Try it
Only a number is wanted here, namely how many lines of the data contain the string "Some".

Task data
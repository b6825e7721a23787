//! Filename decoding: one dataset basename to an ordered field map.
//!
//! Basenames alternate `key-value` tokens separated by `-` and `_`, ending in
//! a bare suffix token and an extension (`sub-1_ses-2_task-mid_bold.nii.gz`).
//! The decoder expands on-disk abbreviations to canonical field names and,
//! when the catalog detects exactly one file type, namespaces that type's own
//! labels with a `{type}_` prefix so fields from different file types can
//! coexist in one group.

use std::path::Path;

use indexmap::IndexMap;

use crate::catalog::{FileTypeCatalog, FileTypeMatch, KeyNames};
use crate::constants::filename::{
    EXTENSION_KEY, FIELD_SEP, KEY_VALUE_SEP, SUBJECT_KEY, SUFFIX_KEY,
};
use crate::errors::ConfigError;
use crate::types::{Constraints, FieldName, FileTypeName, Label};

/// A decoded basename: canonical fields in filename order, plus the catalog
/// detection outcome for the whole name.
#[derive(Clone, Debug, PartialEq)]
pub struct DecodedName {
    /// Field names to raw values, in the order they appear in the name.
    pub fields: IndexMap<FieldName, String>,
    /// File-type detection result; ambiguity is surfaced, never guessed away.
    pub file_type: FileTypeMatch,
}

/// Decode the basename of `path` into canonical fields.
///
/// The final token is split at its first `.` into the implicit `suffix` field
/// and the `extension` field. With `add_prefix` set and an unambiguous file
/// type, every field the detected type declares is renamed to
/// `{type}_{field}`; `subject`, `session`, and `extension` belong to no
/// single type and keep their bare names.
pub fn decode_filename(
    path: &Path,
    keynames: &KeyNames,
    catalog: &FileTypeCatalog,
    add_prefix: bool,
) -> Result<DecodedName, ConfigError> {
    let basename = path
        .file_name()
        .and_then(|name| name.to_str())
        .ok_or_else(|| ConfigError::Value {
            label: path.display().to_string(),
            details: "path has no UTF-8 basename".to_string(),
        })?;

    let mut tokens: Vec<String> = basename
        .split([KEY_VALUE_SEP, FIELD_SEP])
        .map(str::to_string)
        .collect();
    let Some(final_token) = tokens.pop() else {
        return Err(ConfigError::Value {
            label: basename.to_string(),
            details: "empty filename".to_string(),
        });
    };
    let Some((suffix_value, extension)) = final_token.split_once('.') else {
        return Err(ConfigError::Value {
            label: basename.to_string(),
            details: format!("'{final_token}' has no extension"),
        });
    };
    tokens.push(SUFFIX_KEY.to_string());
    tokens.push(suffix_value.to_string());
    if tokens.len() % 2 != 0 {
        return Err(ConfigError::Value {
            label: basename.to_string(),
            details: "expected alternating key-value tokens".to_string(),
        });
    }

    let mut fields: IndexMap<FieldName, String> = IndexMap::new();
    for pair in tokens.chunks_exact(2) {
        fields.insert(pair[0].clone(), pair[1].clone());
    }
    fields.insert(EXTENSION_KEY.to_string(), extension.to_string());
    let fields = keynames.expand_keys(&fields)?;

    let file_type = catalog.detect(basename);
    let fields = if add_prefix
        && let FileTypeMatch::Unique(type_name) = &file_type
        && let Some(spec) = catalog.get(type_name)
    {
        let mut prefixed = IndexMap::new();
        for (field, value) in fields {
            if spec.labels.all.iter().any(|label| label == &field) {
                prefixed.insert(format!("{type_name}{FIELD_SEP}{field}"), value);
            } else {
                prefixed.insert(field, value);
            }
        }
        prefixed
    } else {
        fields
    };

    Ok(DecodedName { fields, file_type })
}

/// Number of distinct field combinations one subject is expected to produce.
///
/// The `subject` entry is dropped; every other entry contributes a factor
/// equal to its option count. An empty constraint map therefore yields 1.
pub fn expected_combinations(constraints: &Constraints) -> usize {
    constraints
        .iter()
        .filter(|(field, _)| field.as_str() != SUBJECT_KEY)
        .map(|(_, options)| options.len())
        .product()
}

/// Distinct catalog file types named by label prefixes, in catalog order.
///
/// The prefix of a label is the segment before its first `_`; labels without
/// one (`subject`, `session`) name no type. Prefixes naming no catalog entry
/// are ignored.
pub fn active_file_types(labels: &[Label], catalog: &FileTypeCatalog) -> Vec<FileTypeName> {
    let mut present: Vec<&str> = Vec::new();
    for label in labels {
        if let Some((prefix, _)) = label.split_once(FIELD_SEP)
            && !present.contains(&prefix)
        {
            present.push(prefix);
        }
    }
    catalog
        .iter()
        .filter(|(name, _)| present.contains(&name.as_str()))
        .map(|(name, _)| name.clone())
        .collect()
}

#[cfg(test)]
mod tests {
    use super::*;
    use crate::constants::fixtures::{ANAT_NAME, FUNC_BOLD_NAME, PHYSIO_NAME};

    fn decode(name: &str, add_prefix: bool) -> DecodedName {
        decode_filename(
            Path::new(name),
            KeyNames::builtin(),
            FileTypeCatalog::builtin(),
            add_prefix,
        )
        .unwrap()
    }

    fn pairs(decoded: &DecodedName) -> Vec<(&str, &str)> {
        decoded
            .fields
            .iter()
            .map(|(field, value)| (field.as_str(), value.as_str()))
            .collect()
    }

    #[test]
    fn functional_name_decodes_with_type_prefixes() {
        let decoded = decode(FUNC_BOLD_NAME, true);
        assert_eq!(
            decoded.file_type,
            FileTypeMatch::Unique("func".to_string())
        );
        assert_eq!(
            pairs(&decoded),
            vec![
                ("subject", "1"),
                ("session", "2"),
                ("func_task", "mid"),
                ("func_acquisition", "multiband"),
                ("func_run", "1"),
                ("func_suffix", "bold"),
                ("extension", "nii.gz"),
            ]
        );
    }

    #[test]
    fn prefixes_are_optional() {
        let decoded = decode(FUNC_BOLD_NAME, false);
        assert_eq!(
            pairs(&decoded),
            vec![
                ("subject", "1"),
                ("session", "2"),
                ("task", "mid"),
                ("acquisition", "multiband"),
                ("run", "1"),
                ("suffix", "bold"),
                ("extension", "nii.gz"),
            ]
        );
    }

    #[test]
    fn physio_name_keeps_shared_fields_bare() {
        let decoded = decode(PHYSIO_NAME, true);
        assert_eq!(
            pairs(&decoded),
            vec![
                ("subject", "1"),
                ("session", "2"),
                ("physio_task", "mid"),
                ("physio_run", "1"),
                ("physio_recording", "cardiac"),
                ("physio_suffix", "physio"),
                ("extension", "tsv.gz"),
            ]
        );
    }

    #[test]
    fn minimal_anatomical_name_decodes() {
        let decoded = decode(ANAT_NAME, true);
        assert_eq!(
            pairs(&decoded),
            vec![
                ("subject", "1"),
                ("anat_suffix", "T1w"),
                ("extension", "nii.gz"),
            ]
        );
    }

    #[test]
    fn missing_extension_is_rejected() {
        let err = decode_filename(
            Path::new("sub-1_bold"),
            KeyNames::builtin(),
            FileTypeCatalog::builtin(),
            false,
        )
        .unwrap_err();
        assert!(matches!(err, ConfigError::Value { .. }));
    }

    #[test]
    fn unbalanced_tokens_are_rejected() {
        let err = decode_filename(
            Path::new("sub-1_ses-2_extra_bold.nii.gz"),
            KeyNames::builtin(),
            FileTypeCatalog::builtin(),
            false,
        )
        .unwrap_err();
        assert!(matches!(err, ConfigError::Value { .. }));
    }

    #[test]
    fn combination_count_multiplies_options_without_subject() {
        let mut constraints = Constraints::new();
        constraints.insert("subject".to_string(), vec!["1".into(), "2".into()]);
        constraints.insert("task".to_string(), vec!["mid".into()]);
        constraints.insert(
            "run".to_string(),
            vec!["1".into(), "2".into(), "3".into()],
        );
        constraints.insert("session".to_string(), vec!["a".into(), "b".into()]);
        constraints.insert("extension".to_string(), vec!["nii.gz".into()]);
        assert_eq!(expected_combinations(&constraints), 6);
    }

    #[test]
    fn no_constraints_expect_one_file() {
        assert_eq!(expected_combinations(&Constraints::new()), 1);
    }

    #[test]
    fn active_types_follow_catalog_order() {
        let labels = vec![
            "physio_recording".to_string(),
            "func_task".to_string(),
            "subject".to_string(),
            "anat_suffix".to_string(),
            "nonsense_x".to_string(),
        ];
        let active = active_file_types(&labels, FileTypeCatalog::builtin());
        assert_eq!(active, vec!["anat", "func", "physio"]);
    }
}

Result for this exercise
4